I take Bella out periodically during the day though occasionally I missed those "periodicals." I brought into work my bottle of Nature's Miracle. I need to spray NM all over the carpeting at work, then freeze the floor like an ice skating rink so that when Bella pees, her pee will instantly freeze into ice.
I took Bella for a quick walk before work this morning. First thing she found was a a small, stinking carcass in two parts. It was mostly hair, like a pelt. I got the first part of hair out of her mouth, then she ran after the second part. I got that out and stuck it in my brother in laws car wash bucket so she couldnt' keep after it - and he won't know the difference when he's washing the car. After I wrestled the second part of the hairy carcass out of her jaws, we walked further out into the garden. Then Bella found some deer poop hors d'oeuvres for a quick snack. There are several deer poop hors d'oeuvres areas around my sister's yard. She spends thousands of dollars on deer resistant plants to ensure a huge population of deer and deer poop. Bella immediately popped one poop in her mouth. I wrestled it out, smushed between my fingers.
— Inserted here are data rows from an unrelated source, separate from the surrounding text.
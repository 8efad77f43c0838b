//! Centralized theme constants for npm Explorer
//! All colors, sizes, and styling should reference these constants

use egui::Color32;

// =============================================================================
// COLORS - Backgrounds
// =============================================================================
pub const BG_BASE: Color32 = Color32::from_rgb(0x09, 0x09, 0x0b); // zinc-950
pub const BG_ELEVATED: Color32 = Color32::from_rgb(0x18, 0x18, 0x1b); // zinc-900
pub const BG_INPUT: Color32 = Color32::from_rgb(0x14, 0x14, 0x18); // input field background
pub const BG_SURFACE: Color32 = Color32::from_rgb(0x27, 0x27, 0x2a); // zinc-800
pub const BG_HOVER: Color32 = Color32::from_rgb(0x1a, 0x0f, 0x10); // subtle red hover
pub const BG_TERMINAL: Color32 = Color32::from_rgb(0x03, 0x07, 0x12); // install command panel

// =============================================================================
// COLORS - Accent (npm red)
// =============================================================================
pub const ACCENT: Color32 = Color32::from_rgb(0xef, 0x44, 0x44); // red-500

// =============================================================================
// COLORS - Text
// =============================================================================
pub const TEXT_PRIMARY: Color32 = Color32::WHITE;
pub const TEXT_SECONDARY: Color32 = Color32::from_rgb(0xe4, 0xe4, 0xe7); // zinc-200
pub const TEXT_MUTED: Color32 = Color32::from_rgb(0xa1, 0xa1, 0xaa); // zinc-400
pub const TEXT_DIM: Color32 = Color32::from_rgb(0x71, 0x71, 0x7a); // zinc-500

// =============================================================================
// COLORS - Borders
// =============================================================================
pub const BORDER_SUBTLE: Color32 = Color32::from_rgb(0x27, 0x27, 0x2a); // zinc-800 - faint gray for outlines
pub const BORDER_DEFAULT: Color32 = Color32::from_rgb(0x3f, 0x3f, 0x46); // zinc-700

// =============================================================================
// COLORS - Status
// =============================================================================
pub const STATUS_SUCCESS: Color32 = Color32::from_rgb(0x34, 0xd3, 0x99); // emerald-400
pub const STATUS_ERROR: Color32 = Color32::from_rgb(0xf8, 0x71, 0x71); // red-400
pub const STATUS_ERROR_BG: Color32 = Color32::from_rgba_premultiplied(0x2a, 0x0d, 0x0d, 0xE6);

// =============================================================================
// COLORS - Badges & Chips
// =============================================================================
// Version badge (emerald on dark)
// from_rgba_unmultiplied(0x34, 0xd3, 0x99, 24) precomputed to premultiplied bytes for const context
pub const BADGE_VERSION_BG: Color32 = Color32::from_rgba_premultiplied(11, 70, 48, 24);
pub const BADGE_VERSION_TEXT: Color32 = Color32::from_rgb(0x34, 0xd3, 0x99); // emerald-400
// Keyword chips (sky on dark)
// from_rgba_unmultiplied(0x38, 0xbd, 0xf8, 20) precomputed to premultiplied bytes for const context
pub const CHIP_KEYWORD_BG: Color32 = Color32::from_rgba_premultiplied(10, 56, 77, 20);
pub const CHIP_KEYWORD_TEXT: Color32 = Color32::from_rgb(0x38, 0xbd, 0xf8); // sky-400
// Overflow chip ("+n more")
// from_rgba_unmultiplied(0xa1, 0xa1, 0xaa, 20) precomputed to premultiplied bytes for const context
pub const CHIP_MORE_BG: Color32 = Color32::from_rgba_premultiplied(47, 47, 50, 20);
pub const CHIP_MORE_TEXT: Color32 = Color32::from_rgb(0xa1, 0xa1, 0xaa); // zinc-400

// =============================================================================
// COLORS - Buttons
// =============================================================================
// Accent (red) button
pub const BTN_ACCENT: Color32 = Color32::from_rgb(0xdc, 0x26, 0x26); // red-600

// =============================================================================
// TYPOGRAPHY - Font Sizes
// =============================================================================
pub const FONT_HERO: f32 = 36.0;
pub const FONT_PAGE_TITLE: f32 = 24.0;
pub const FONT_TITLE: f32 = 18.0;
pub const FONT_HEADING: f32 = 16.0;
pub const FONT_BODY: f32 = 14.0;
pub const FONT_LABEL: f32 = 13.0;
pub const FONT_SMALL: f32 = 11.0;

// =============================================================================
// DIMENSIONS - Layout
// =============================================================================
pub const HEADER_HEIGHT: f32 = 52.0;
pub const CONTENT_MAX_WIDTH: f32 = 880.0;
pub const SEARCH_INPUT_WIDTH: f32 = 420.0;

// =============================================================================
// CORNER RADIUS
// =============================================================================
pub const RADIUS_DEFAULT: f32 = 4.0;
pub const RADIUS_LARGE: f32 = 8.0;
pub const RADIUS_CHIP: f32 = 10.0;

// =============================================================================
// STROKE WIDTHS
// =============================================================================
pub const STROKE_DEFAULT: f32 = 1.0;
pub const STROKE_MEDIUM: f32 = 1.5;

// =============================================================================
// SPACING
// =============================================================================
pub const SPACING_SM: f32 = 4.0;
pub const SPACING_MD: f32 = 8.0;
pub const SPACING_LG: f32 = 12.0;
pub const SPACING_XL: f32 = 16.0;

// =============================================================================
// HELPER - Apply global visuals
// =============================================================================
pub fn apply_visuals(ctx: &egui::Context) {
    ctx.set_visuals(egui::Visuals {
        dark_mode: true,
        panel_fill: BG_BASE,
        window_fill: Color32::from_rgb(0x1a, 0x1a, 0x1e), // Slightly elevated for popups/menus
        extreme_bg_color: BG_BASE,
        faint_bg_color: BG_ELEVATED,
        hyperlink_color: ACCENT,
        selection: egui::style::Selection {
            bg_fill: Color32::from_rgb(0x3a, 0x3a, 0x3f), // Neutral gray selection (for text highlighting)
            stroke: egui::Stroke::NONE,
        },
        widgets: egui::style::Widgets {
            noninteractive: egui::style::WidgetVisuals {
                bg_fill: BG_ELEVATED,
                weak_bg_fill: BG_SURFACE,
                bg_stroke: egui::Stroke::new(STROKE_DEFAULT, BORDER_SUBTLE),
                fg_stroke: egui::Stroke::new(STROKE_DEFAULT, TEXT_PRIMARY),
                corner_radius: RADIUS_DEFAULT.into(),
                expansion: 0.0,
            },
            inactive: egui::style::WidgetVisuals {
                bg_fill: Color32::TRANSPARENT,
                weak_bg_fill: BG_ELEVATED,
                bg_stroke: egui::Stroke::new(STROKE_DEFAULT, BORDER_SUBTLE),
                fg_stroke: egui::Stroke::new(STROKE_DEFAULT, TEXT_SECONDARY),
                corner_radius: RADIUS_DEFAULT.into(),
                expansion: 0.0,
            },
            hovered: egui::style::WidgetVisuals {
                bg_fill: BG_HOVER,
                weak_bg_fill: Color32::from_rgb(0x30, 0x30, 0x35),
                bg_stroke: egui::Stroke::NONE,
                fg_stroke: egui::Stroke::new(STROKE_MEDIUM, TEXT_PRIMARY),
                corner_radius: RADIUS_DEFAULT.into(),
                expansion: 0.0,
            },
            active: egui::style::WidgetVisuals {
                bg_fill: Color32::from_rgb(0x2e, 0x2e, 0x33),
                weak_bg_fill: Color32::from_rgb(0x2e, 0x2e, 0x33),
                bg_stroke: egui::Stroke::NONE,
                fg_stroke: egui::Stroke::new(STROKE_DEFAULT, TEXT_PRIMARY),
                corner_radius: RADIUS_DEFAULT.into(),
                expansion: -2.0,
            },
            open: egui::style::WidgetVisuals {
                bg_fill: BG_SURFACE,
                weak_bg_fill: BG_ELEVATED,
                bg_stroke: egui::Stroke::new(STROKE_DEFAULT, BORDER_SUBTLE),
                fg_stroke: egui::Stroke::new(STROKE_DEFAULT, TEXT_PRIMARY),
                corner_radius: RADIUS_DEFAULT.into(),
                expansion: 0.0,
            },
        },
        striped: false,
        slider_trailing_fill: false,
        interact_cursor: Some(egui::CursorIcon::PointingHand),
        popup_shadow: egui::epaint::Shadow {
            offset: [0, 4],
            blur: 12,
            spread: 0,
            color: Color32::from_black_alpha(80),
        },
        window_stroke: egui::Stroke::new(1.0, Color32::from_rgb(0x2a, 0x2a, 0x2e)),
        window_corner_radius: egui::CornerRadius::same(8),
        menu_corner_radius: egui::CornerRadius::same(8),
        ..egui::Visuals::dark()
    });

    ctx.style_mut(|style| {
        style.interaction.selectable_labels = false;
        style.spacing.menu_margin = egui::Margin::symmetric(6, 4);
        style.spacing.item_spacing = egui::vec2(8.0, 6.0);
        style.spacing.button_padding = egui::vec2(12.0, 6.0);
        style.spacing.scroll.bar_inner_margin = 2.0;
        style.spacing.scroll.bar_width = 6.0;
        style.spacing.scroll.bar_outer_margin = 2.0;
        style.spacing.scroll.handle_min_length = 20.0;
        style.spacing.scroll.floating_allocated_width = 0.0;
        style.spacing.scroll.floating = false;
    });
}

// =============================================================================
// HELPER - Card frame
// =============================================================================
pub fn card_frame() -> egui::Frame {
    egui::Frame::new()
        .fill(Color32::from_rgba_unmultiplied(0x18, 0x18, 0x1b, 150))
        .stroke(egui::Stroke::new(STROKE_DEFAULT, BORDER_SUBTLE))
        .corner_radius(RADIUS_LARGE)
        .inner_margin(egui::Margin::same(SPACING_XL as i8))
}

// =============================================================================
// HELPER - Error frame
// =============================================================================
pub fn error_frame() -> egui::Frame {
    egui::Frame::new()
        .fill(STATUS_ERROR_BG)
        .stroke(egui::Stroke::new(STROKE_DEFAULT, Color32::from_rgb(0x7f, 0x1d, 0x1d)))
        .corner_radius(RADIUS_LARGE)
        .inner_margin(egui::Margin::same(SPACING_XL as i8))
}

// =============================================================================
// HELPER - Button styles
// =============================================================================

/// Accent red button (for primary actions)
pub fn button_accent(text: impl Into<String>) -> egui::Button<'static> {
    egui::Button::new(egui::RichText::new(text.into()).color(Color32::WHITE))
        .fill(BTN_ACCENT)
        .corner_radius(RADIUS_DEFAULT)
}

/// Outlined secondary button (for external links)
pub fn button_outline(text: impl Into<String>) -> egui::Button<'static> {
    egui::Button::new(egui::RichText::new(text.into()).color(TEXT_SECONDARY))
        .fill(Color32::TRANSPARENT)
        .stroke(egui::Stroke::new(STROKE_DEFAULT, BORDER_DEFAULT))
        .corner_radius(RADIUS_DEFAULT)
}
I went to my post-op appointment -- post-op from WLS. The doc said I have not lost enough weight even if it's more weight than I've lost in the last 3 years combined, and told me I have to lose 20 lbs this next month. I was feeling pretty good about the loss so far which he had at 24 lbs because he subtracted incorrectly and I have at 32 lbs because I added in the water they gave me during surgery. So unofficially, I've lost 27 lbs but he does not know this. He asked me if he was right with his subtraction? I didn't question him. He's the doctor. I can hardly count on my fingers. I bow to authority even if their math skills sucks wads. This must be why surgeons always have so many people in the operating room with them. As math backups. Someone has to count all those Dorsey dissectors and 10-mm Weck Hem-o-lok clips - I'm here to tell you, it's not my doctor doing the counting.
Now it's protein and more protein in the form of meat and protein drinks. The doctor said to aim for 80 grams of protein a day. He was angry (sort of) that I had been reading blogs and other books on WLS because he said, "Those people did not do surgery on you!" So all the WLS folks eating beans and peanuts and peanut butter and other things that seem to be okay, don't make an appointment with my doctor and you'll do just fine.
The appointment was interesting. Before going in to see the doctor, I was proud of what I'd accomplished in a short time. I'm getting thinner and healthier - I can cart my bod back and forth up the hill at home without too much screaming. I'm wearing smaller clothing (perhaps I should NOT be!?) and very happy I chose surgery. No regrets.
Part of the weight loss issue is when a person is overweight, a person sometimes gets to this place in their head where they think they can not lose anymore weight -- guess that's called a plateau. Maybe I was worried that I had plateaued already post-surgery. Though that's just ridiculous -- as ridiculous as wrestling deer poop hors d'oeuvres out of a little puppy's mouth when all you wanted to do was take a morning stroll through a beautiful garden.